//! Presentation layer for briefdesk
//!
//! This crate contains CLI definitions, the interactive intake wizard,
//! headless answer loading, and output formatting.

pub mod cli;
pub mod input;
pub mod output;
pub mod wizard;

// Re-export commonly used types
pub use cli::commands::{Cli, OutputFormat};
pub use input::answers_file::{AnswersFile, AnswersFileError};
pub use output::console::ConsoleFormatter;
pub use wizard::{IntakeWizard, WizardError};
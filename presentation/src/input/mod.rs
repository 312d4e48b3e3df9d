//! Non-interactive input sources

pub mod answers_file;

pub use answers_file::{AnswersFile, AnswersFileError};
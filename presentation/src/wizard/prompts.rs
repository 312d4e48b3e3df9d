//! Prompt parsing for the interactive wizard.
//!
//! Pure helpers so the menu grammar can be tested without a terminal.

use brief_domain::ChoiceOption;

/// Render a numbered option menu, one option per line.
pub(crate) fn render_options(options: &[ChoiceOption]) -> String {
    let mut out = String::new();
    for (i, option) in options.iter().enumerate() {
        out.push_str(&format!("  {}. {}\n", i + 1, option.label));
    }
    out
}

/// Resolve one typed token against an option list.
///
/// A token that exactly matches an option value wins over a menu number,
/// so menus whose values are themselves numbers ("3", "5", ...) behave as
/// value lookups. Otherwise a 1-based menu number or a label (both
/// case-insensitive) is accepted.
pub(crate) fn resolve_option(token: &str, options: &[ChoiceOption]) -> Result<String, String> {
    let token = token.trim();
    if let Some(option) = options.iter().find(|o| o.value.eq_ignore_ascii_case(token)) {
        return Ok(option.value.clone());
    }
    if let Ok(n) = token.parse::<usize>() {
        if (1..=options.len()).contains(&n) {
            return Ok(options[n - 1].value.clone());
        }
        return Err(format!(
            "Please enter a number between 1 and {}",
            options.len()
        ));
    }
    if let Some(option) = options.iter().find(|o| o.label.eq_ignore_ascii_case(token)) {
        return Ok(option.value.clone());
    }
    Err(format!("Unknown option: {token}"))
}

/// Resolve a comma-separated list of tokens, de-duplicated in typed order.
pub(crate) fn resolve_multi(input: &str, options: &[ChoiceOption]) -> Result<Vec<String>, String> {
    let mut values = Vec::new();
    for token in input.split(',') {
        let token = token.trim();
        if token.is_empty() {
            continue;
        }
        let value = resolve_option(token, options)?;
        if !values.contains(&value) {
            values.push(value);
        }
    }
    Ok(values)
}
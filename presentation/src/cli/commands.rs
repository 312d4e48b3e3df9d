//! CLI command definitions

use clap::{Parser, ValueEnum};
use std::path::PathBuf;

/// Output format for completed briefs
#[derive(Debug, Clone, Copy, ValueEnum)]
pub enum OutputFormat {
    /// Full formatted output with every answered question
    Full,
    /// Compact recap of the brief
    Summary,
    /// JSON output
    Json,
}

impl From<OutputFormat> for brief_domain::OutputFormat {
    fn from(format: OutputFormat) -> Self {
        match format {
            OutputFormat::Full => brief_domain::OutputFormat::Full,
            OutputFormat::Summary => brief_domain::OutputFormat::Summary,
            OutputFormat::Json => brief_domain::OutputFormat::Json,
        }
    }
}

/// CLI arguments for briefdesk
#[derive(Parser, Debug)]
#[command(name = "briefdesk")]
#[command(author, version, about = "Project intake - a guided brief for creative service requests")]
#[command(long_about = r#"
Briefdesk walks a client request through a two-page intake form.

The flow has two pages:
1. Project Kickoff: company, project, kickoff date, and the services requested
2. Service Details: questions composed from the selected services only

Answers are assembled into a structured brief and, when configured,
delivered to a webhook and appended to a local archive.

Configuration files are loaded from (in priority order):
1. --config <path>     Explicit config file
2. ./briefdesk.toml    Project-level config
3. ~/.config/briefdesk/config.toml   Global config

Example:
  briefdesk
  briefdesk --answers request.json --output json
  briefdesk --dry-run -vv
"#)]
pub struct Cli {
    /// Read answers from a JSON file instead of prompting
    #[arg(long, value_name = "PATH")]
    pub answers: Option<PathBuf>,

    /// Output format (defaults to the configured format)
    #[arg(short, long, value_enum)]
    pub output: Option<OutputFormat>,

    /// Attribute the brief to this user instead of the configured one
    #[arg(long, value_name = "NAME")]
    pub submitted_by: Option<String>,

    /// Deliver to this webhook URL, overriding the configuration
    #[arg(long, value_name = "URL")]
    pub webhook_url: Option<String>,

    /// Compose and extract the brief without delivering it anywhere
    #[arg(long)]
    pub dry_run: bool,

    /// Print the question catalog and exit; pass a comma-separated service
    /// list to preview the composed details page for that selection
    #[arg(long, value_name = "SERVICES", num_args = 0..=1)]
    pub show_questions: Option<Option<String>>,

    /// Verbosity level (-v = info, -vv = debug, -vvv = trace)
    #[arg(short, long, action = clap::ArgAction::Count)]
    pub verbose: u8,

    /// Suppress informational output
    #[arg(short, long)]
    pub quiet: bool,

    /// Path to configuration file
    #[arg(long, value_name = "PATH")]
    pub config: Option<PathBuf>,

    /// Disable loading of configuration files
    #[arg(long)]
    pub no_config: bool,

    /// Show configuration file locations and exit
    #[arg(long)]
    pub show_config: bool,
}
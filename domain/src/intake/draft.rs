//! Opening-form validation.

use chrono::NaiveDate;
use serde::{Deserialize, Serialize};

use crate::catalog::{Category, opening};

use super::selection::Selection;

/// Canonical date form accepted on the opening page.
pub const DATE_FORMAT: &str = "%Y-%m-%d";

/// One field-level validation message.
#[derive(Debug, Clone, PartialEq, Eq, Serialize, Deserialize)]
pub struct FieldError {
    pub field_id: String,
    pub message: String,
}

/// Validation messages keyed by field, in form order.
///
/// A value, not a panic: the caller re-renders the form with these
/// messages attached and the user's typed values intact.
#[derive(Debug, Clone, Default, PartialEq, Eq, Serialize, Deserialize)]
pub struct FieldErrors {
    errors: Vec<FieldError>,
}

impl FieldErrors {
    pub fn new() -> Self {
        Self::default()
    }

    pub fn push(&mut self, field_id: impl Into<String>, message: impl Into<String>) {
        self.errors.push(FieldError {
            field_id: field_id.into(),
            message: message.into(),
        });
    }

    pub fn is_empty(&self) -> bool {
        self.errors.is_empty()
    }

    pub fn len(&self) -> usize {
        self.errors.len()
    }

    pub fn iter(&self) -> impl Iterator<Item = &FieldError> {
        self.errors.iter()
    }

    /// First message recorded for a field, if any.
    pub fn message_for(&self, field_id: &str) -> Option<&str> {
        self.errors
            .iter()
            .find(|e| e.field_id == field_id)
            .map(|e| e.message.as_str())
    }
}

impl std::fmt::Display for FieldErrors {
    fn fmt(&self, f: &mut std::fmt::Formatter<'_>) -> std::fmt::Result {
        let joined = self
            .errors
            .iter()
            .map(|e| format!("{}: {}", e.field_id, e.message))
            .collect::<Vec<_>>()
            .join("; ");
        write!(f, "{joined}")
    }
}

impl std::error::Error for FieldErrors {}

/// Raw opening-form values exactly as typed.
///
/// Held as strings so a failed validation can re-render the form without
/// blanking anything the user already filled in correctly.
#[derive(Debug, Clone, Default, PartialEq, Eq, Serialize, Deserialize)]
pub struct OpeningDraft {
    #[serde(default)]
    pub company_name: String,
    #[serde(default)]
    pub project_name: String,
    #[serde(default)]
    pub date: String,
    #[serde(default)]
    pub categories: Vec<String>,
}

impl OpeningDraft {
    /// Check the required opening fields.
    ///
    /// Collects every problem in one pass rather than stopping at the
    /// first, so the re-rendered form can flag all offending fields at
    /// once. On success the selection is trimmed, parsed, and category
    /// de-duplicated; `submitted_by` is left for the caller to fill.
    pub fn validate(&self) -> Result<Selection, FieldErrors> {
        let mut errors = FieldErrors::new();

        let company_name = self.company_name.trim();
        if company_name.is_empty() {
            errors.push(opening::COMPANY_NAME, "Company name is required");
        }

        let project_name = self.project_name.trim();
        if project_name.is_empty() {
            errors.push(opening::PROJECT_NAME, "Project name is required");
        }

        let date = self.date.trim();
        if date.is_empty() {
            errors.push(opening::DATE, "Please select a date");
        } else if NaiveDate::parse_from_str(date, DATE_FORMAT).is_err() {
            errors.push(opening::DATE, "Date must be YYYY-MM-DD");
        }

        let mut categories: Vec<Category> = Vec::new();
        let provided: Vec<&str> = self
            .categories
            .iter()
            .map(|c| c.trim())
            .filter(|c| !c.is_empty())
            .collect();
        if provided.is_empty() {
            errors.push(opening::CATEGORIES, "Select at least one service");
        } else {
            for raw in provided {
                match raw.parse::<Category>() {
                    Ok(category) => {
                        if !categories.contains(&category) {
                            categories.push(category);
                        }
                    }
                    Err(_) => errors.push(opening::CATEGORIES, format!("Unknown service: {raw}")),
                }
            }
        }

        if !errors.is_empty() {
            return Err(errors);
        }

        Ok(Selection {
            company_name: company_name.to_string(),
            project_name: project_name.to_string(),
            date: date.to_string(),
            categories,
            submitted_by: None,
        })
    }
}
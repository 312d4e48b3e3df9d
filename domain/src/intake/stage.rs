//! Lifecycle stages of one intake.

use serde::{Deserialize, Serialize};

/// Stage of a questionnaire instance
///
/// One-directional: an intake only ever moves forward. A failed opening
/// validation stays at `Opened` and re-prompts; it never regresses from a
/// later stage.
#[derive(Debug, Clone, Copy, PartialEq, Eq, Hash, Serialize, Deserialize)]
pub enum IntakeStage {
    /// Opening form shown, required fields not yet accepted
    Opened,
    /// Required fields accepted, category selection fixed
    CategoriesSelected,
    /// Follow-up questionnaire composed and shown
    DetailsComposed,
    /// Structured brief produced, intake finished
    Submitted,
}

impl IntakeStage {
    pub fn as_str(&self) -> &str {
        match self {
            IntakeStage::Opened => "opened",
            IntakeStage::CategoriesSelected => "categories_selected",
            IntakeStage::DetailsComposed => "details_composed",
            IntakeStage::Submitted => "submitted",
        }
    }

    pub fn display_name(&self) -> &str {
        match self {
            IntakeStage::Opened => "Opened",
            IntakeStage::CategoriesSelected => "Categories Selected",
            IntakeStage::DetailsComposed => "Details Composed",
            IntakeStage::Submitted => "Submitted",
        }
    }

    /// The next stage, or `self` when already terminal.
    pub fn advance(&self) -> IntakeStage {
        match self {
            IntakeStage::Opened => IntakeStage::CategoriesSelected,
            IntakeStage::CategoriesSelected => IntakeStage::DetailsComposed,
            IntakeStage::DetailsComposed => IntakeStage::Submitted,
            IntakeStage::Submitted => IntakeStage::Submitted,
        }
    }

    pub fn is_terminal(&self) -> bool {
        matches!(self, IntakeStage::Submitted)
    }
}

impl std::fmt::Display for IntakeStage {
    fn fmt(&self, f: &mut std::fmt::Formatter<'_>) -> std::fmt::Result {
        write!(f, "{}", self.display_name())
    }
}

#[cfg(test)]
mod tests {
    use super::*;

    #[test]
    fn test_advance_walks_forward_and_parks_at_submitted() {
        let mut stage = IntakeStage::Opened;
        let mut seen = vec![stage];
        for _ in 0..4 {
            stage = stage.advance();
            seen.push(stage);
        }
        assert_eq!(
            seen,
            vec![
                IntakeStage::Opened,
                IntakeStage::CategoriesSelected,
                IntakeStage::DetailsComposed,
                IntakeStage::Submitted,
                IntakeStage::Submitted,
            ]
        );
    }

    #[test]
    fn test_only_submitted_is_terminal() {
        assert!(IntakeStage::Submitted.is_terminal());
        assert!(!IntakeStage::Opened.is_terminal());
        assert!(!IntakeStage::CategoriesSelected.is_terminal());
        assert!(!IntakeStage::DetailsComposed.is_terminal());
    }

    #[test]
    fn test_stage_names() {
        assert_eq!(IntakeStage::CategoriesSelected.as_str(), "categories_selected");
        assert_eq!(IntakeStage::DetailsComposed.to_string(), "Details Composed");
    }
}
^^^^^^^^^^^^^^^^
Extract from the data every line where "configured" shows up.

- Final answer
Answers are assembled into a structured brief and, when configured,
    /// Output format (defaults to the configured format)
    /// Attribute the brief to this user instead of the configured one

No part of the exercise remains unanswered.